Remembering Gary Becker

Rarely have I read the first few paragraphs of an article and felt that it captures the essence of the words to follow as well as I just have in Heckman, et al., Gary Becker Remembered. Perhaps this impact is because of the subject matter and my interest forged in the 1970s. Gary Becker made study of economics at The Ohio State University so exciting for me and my student colleagues such as Randy King, Tim Carr and Patricia Shields.  

It was a period where the 2nd edition of Human Capital had just come out, when we had read mimeograph copies of his Woytinsky lecture and struggled with his Theory of the Allocation of Time. Generally, his work and thought permeating all we did and studied. He made so much sense and conveyed so much wisdom.  It was a time we were working for the National Longitudinal Surveys under Herb Parnes, taking micro and labor from him, Belton Fleisher, Don Parsons and Ed Ray. All who made my interest in labor and labor econometrics all the more deep. Additionally, George Rhodes and Jerry Thursby pushed me econometrically and I had all that wonderful access to the early waves of the original NLS cohorts. It was a great time, although I did not necessarily think so at the time being a typical graduate student with little time to consider words like “great time.” It was at least exciting and rewarding, and over the next 40 years fulfilling.  


 

We who were running massive number of wage equations had him ever in our thoughts. We built on his foundation while stretching the model this way and that, but always on his foundation. While I have long ceased running wage regressions, my students in econometrics regularly do as they practice the techniques and at the root of their work is making sure they who are not all labor economic oriented, understand that the foundation on which they learn and build is Beckers, making them read the now basic work that was so vivid in the 70s. Whether they apply techniques from Ronald Oaxaca or Jim Heckman or others, it is Becker with whom they must first contend. He was an “intellectual giant” always the scientist, depending on the evidence from the causal link of theory to data and analysis and on to testable conclusion. Come to think of it, few others can boast of such a tight link between the economic model and the econometric model and testable results over and over that confirms his brilliance.
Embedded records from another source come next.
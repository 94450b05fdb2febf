//! Undo/redo over longer edit sequences
//!
//! This tests:
//! - Undo returns the tree to exactly the state before each step
//! - Redo brings back the same block handles
//! - Explicit groups and typing runs undo as one step
//! - Lock state changes undo together with the flags they set

use scriptory_document::{
    Block, BlockId, BlockSource, DetachedBlock, DetachedSubtree, Document, DocumentId, LockState,
    NumberingState, Run,
};
use scriptory_editor::{Command, Editor};
use scriptory_templates::{BlockKind, DocumentType, NumberingClass, TemplateRegistry};
use std::sync::Arc;

fn editor() -> Editor {
    Editor::new(
        Document::new(DocumentId::new("undo"), DocumentType::Screenplay),
        Arc::new(TemplateRegistry::with_builtins()),
    )
}

fn append(editor: &mut Editor, kind: BlockKind, text: &str) -> BlockId {
    let root = editor.document().root();
    let index = editor.tree().children(root).len();
    editor
        .apply(Command::InsertBlock {
            parent: root,
            index,
            kind,
            runs: vec![Run::plain(text)],
        })
        .unwrap()
        .touched[0]
}

fn state(editor: &Editor) -> (Vec<Block>, NumberingState) {
    (editor.tree().live_blocks(), editor.document().numbering.clone())
}

#[test]
fn test_undo_restores_every_intermediate_state() {
    let mut editor = editor();
    let root = editor.document().root();
    let a = append(&mut editor, BlockKind::SceneHeading, "INT. KITCHEN - DAY");
    let action = append(&mut editor, BlockKind::Action, "The kettle whistles.");
    let b = append(&mut editor, BlockKind::SceneHeading, "EXT. GARDEN - DAY");
    let c = append(&mut editor, BlockKind::SceneHeading, "INT. SHED - NIGHT");

    let commands = vec![
        Command::EditText {
            block: action,
            range: 4..10,
            runs: vec![Run::plain("old copper kettle")],
        },
        Command::MoveBlock {
            block: c,
            new_parent: root,
            index: 0,
        },
        Command::LockRange {
            class: NumberingClass::Scene,
            first: c,
            last: a,
        },
        Command::SetKind {
            block: b,
            kind: BlockKind::Action,
        },
        Command::InsertSubtree {
            parent: root,
            index: 2,
            subtree: DetachedSubtree::new(DetachedBlock::leaf(
                BlockKind::SceneHeading,
                vec![Run::plain("EXT. ROAD - DUSK")],
            )),
        },
        Command::DeleteBlock { block: a },
        Command::UnlockNumbering {
            class: NumberingClass::Scene,
        },
        Command::EditText {
            block: action,
            range: 0..3,
            runs: Vec::new(),
        },
    ];

    let mut history = Vec::new();
    for command in commands {
        history.push(state(&editor));
        editor.apply(command).unwrap();
    }
    let end = state(&editor);

    while let Some(expected) = history.pop() {
        editor.undo().unwrap().unwrap();
        assert_eq!(state(&editor), expected);
    }

    // And forward again to the same end state
    while editor.can_redo() {
        editor.redo().unwrap();
    }
    assert_eq!(state(&editor), end);
}

#[test]
fn test_redo_reuses_handles() {
    let mut editor = editor();
    let scene = append(&mut editor, BlockKind::SceneHeading, "INT. HALL - DAY");
    let action = append(&mut editor, BlockKind::Action, "Footsteps.");

    editor.undo().unwrap();
    editor.undo().unwrap();
    assert!(editor.tree().document_order().is_empty());

    editor.redo().unwrap();
    editor.redo().unwrap();
    assert_eq!(editor.tree().document_order(), vec![scene, action]);

    // Later commands can keep referring to the same handles
    editor
        .apply(Command::EditText {
            block: action,
            range: 0..0,
            runs: vec![Run::plain("Heavy ")],
        })
        .unwrap();
    assert_eq!(editor.tree().text(action).unwrap(), "Heavy Footsteps.");
}

#[test]
fn test_group_undoes_as_one_step() {
    let mut editor = editor();
    let scene = append(&mut editor, BlockKind::SceneHeading, "INT. A");
    let before = state(&editor);

    editor.begin_coalescing_group();
    append(&mut editor, BlockKind::Action, "One.");
    append(&mut editor, BlockKind::SceneHeading, "INT. B");
    editor
        .apply(Command::SetKind {
            block: scene,
            kind: BlockKind::Transition,
        })
        .unwrap();
    editor.end_group();

    assert_eq!(editor.undo_levels(), 2);
    editor.undo().unwrap();
    assert_eq!(state(&editor), before);
}

#[test]
fn test_undo_closes_open_group() {
    let mut editor = editor();
    editor.begin_coalescing_group();
    append(&mut editor, BlockKind::Action, "One.");
    append(&mut editor, BlockKind::Action, "Two.");

    editor.undo().unwrap().unwrap();
    assert!(editor.tree().document_order().is_empty());
    assert!(!editor.can_undo());
}

#[test]
fn test_typing_run_undoes_together() {
    let mut editor = editor();
    let block = append(&mut editor, BlockKind::Action, "Door.");

    // Type " Open", then backspace twice
    let mut caret = 5;
    for ch in " Open".chars() {
        editor.type_text(block, caret, &ch.to_string()).unwrap();
        caret += 1;
    }
    for _ in 0..2 {
        editor
            .apply(Command::EditText {
                block,
                range: caret - 1..caret,
                runs: Vec::new(),
            })
            .unwrap();
        caret -= 1;
    }
    assert_eq!(editor.tree().text(block).unwrap(), "Door. Op");

    // Typing somewhere else is a new step
    editor.type_text(block, 0, "A").unwrap();
    assert_eq!(editor.undo_levels(), 3);

    editor.undo().unwrap();
    assert_eq!(editor.tree().text(block).unwrap(), "Door. Op");
    editor.undo().unwrap();
    assert_eq!(editor.tree().text(block).unwrap(), "Door.");

    editor.redo().unwrap();
    assert_eq!(editor.tree().text(block).unwrap(), "Door. Op");
}

#[test]
fn test_lock_and_unlock_undo_with_their_flags() {
    let mut editor = editor();
    let scenes: Vec<BlockId> = (0..3)
        .map(|i| append(&mut editor, BlockKind::SceneHeading, &format!("INT. ROOM {}", i)))
        .collect();
    let class = NumberingClass::Scene;
    let locked = |editor: &Editor| -> Vec<bool> {
        scenes
            .iter()
            .map(|s| editor.tree().get(*s).unwrap().numbering.as_ref().unwrap().locked)
            .collect()
    };

    editor.apply(Command::LockNumbering { class }).unwrap();
    assert_eq!(locked(&editor), vec![true; 3]);

    editor.apply(Command::UnlockNumbering { class }).unwrap();
    assert_eq!(editor.document().numbering.state(class), LockState::Unlocked);
    assert_eq!(locked(&editor), vec![false; 3]);

    editor.undo().unwrap();
    assert_eq!(editor.document().numbering.state(class), LockState::Locked);
    assert_eq!(locked(&editor), vec![true; 3]);

    editor.undo().unwrap();
    assert_eq!(editor.document().numbering.state(class), LockState::Unlocked);
    assert_eq!(locked(&editor), vec![false; 3]);
}

#[test]
fn test_new_edit_discards_redo() {
    let mut editor = editor();
    append(&mut editor, BlockKind::Action, "First.");
    editor.undo().unwrap();
    assert!(editor.can_redo());

    append(&mut editor, BlockKind::Action, "Second.");
    assert!(!editor.can_redo());
    assert!(editor.redo().unwrap().is_none());
}

#[test]
fn test_undo_of_renumbering_delete_restores_labels() {
    let mut editor = editor();
    let scenes: Vec<BlockId> = (0..4)
        .map(|i| append(&mut editor, BlockKind::SceneHeading, &format!("EXT. LOT {}", i)))
        .collect();
    let before = state(&editor);

    let result = editor.apply(Command::DeleteBlock { block: scenes[1] }).unwrap();
    assert!(result.touched.contains(&scenes[3]));

    let label = |editor: &Editor, id: BlockId| {
        editor.tree().get(id).unwrap().numbering.as_ref().unwrap().label.to_string()
    };
    assert_eq!(label(&editor, scenes[3]), "3");

    editor.undo().unwrap();
    assert_eq!(state(&editor), before);
    assert_eq!(label(&editor, scenes[3]), "4");
}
Here is the first three paragraphs of that remembrance from:
 

 James HeckmanEdward LazearKevin Murphy.  Gary Becker Remembered, Journal of Political Economy. October 2018Vol. 126Issue S1Pages S1-S6 Accessed at https://www.journals.uchicago.edu/doi/full/10.1086/698751 on Jan 1, 2019.

“Gary Becker was an intellectual giant. No one had a greater impact on broadening economics and making its impact felt throughout the social sciences than Becker. Indeed, Milton Friedman once described Gary Becker as the most important social scientist of the second half of the twentieth century.

“For those of us who knew him, he was the most creative thinker we ever encountered. It was his astounding imagination that made many of his early critics think of him as a heretic. They were correct: he was a heretic much like Luther, Copernicus, and Galileo, who transformed their worlds, just as he transformed economics. He brought a rigorous and insightful approach to issues that were viewed as inherently noneconomic. Eventually, he won over the economics profession, detractors and all, who eventually became converts.

“Becker was a scientist in the true sense of the word. He believed that economics was useful only if it explained and helped to improve the world. He practiced what he preached and carefully analyzed all of the social problems he addressed. He was innovative yet rigorous, open to new thought yet disciplined in sticking to the established rules of analysis. Most importantly, he extended the boundaries of economics to much of social science.”